▸ **PROBLEM TO WORK ON**:
In the material below, the lines containing the word "PartialEq" are required; copy each of them.

*** Begin section ***

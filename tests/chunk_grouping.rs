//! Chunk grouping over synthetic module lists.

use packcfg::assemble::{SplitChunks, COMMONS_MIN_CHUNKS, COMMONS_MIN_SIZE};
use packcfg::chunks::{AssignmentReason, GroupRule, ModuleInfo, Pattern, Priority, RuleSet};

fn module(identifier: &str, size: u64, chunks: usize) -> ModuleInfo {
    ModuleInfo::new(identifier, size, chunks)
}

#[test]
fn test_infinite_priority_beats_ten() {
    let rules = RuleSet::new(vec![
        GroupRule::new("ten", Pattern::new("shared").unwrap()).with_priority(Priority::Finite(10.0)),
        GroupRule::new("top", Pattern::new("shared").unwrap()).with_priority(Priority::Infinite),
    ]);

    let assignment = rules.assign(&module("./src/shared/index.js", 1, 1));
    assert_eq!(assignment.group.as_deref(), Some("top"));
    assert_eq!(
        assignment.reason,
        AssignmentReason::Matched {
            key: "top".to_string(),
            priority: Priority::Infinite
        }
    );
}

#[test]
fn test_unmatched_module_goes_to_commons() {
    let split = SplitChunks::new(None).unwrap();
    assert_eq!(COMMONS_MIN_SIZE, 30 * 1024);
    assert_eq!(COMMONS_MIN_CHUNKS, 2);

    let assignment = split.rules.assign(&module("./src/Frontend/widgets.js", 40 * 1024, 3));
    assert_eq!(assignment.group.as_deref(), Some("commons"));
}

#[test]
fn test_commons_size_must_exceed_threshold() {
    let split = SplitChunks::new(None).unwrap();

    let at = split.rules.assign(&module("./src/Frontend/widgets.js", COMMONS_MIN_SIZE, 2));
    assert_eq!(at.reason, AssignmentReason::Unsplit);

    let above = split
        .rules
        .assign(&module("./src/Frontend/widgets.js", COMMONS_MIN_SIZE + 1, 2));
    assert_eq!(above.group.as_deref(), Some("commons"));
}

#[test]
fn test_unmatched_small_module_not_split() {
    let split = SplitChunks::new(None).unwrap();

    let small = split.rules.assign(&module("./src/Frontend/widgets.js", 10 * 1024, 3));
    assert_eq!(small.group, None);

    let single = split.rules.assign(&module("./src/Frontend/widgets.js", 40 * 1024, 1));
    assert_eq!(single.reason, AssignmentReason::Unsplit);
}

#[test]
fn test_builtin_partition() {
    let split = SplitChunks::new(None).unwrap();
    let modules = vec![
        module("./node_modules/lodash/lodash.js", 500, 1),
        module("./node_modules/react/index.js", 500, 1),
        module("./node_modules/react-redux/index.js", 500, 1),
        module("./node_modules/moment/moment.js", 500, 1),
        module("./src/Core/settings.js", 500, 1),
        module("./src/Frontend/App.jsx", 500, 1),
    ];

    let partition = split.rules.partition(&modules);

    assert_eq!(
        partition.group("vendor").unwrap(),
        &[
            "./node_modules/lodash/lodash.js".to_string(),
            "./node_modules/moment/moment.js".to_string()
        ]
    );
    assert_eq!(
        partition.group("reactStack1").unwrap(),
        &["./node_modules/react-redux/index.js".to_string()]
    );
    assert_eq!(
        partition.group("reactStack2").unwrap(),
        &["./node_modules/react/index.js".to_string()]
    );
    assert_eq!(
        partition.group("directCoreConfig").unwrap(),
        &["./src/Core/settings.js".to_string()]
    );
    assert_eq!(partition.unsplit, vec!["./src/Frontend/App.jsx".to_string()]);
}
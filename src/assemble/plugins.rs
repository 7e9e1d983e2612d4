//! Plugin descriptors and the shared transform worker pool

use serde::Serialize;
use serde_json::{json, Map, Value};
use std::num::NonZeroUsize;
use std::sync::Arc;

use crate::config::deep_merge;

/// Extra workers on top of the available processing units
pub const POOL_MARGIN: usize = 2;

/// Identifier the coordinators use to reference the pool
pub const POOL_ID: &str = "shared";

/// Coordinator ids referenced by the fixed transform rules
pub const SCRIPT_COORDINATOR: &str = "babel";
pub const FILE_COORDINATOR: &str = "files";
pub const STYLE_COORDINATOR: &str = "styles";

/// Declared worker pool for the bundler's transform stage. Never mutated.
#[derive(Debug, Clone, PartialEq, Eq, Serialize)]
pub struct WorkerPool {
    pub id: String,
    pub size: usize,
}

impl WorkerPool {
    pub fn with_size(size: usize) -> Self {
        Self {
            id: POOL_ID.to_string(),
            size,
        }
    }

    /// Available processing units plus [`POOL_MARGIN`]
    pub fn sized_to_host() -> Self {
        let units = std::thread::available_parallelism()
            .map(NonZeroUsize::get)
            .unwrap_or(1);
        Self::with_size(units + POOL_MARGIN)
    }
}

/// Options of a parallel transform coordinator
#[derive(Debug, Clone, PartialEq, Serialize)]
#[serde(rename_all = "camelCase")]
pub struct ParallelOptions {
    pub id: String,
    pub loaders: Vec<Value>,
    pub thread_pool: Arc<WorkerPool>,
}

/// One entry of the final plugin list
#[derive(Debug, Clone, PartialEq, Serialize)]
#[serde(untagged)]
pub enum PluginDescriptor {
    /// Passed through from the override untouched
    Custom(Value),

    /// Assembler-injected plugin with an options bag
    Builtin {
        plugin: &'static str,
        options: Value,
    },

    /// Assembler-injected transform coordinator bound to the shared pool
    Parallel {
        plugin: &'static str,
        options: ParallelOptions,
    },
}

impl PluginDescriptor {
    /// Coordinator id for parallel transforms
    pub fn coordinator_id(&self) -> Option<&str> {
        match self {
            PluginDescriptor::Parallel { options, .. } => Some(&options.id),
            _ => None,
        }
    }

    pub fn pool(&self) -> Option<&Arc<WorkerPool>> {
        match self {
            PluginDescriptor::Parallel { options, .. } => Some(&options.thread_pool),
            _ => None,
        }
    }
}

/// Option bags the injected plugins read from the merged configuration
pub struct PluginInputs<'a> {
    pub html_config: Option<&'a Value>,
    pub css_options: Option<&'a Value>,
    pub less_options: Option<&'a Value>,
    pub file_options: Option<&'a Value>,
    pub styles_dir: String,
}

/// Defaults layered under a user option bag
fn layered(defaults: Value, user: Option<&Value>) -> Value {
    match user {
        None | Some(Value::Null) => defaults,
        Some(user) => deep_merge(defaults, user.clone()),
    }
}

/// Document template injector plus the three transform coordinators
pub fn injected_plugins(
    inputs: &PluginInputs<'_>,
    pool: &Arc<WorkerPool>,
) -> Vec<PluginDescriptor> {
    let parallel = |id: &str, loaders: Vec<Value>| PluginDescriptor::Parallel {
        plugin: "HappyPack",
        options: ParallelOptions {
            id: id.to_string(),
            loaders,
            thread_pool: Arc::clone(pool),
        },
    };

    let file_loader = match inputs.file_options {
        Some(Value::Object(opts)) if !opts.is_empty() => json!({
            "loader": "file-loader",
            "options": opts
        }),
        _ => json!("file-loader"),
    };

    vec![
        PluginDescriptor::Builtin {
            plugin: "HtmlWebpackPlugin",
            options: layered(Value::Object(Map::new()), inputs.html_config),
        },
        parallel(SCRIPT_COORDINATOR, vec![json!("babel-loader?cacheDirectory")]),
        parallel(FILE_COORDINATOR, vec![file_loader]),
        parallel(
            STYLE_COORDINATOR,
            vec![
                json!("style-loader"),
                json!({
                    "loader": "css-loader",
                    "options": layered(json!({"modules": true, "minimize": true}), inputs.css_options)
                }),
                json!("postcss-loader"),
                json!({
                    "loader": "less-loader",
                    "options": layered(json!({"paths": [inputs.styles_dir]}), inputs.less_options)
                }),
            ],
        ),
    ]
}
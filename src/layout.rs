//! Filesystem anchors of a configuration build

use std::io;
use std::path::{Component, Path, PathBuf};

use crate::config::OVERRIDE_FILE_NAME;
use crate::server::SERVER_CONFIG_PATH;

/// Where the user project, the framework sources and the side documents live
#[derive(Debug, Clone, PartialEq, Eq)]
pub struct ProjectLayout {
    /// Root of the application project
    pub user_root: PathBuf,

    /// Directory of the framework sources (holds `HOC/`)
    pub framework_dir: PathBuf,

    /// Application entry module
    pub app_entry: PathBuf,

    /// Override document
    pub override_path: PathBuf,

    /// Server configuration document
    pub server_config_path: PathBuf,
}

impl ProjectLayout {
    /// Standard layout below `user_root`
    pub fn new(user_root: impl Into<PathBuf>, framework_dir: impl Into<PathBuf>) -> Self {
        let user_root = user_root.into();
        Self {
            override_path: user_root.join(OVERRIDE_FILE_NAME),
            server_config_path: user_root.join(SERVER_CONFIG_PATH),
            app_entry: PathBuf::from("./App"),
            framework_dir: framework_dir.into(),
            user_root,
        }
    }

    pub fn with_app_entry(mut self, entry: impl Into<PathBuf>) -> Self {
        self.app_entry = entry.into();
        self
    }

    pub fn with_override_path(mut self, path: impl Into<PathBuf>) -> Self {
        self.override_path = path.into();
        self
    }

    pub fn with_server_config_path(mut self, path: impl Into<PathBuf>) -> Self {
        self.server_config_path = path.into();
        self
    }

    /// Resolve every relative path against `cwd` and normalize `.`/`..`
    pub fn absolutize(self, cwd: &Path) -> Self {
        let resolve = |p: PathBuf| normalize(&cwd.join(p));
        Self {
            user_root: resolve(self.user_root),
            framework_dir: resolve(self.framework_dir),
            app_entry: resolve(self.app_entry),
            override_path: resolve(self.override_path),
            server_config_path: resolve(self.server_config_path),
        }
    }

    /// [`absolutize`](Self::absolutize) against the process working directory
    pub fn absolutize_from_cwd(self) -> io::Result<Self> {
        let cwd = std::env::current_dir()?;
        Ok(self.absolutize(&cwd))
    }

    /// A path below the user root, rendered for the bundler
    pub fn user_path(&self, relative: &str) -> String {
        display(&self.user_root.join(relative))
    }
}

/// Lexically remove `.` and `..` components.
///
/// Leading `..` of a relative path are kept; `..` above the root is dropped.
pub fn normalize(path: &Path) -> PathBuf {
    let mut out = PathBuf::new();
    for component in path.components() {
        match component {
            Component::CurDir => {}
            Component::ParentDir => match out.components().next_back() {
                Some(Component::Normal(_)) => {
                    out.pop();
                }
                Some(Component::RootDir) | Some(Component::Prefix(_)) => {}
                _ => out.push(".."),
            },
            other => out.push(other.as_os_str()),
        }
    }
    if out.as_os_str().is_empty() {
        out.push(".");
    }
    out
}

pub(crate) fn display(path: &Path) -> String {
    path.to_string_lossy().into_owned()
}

*** End section ***

▸ **WRITTEN SOLUTION**:
#[derive(Debug, Clone, PartialEq, Eq, Serialize)]
#[derive(Debug, Clone, PartialEq, Serialize)]
#[derive(Debug, Clone, PartialEq, Serialize)]
#[derive(Debug, Clone, PartialEq, Eq)]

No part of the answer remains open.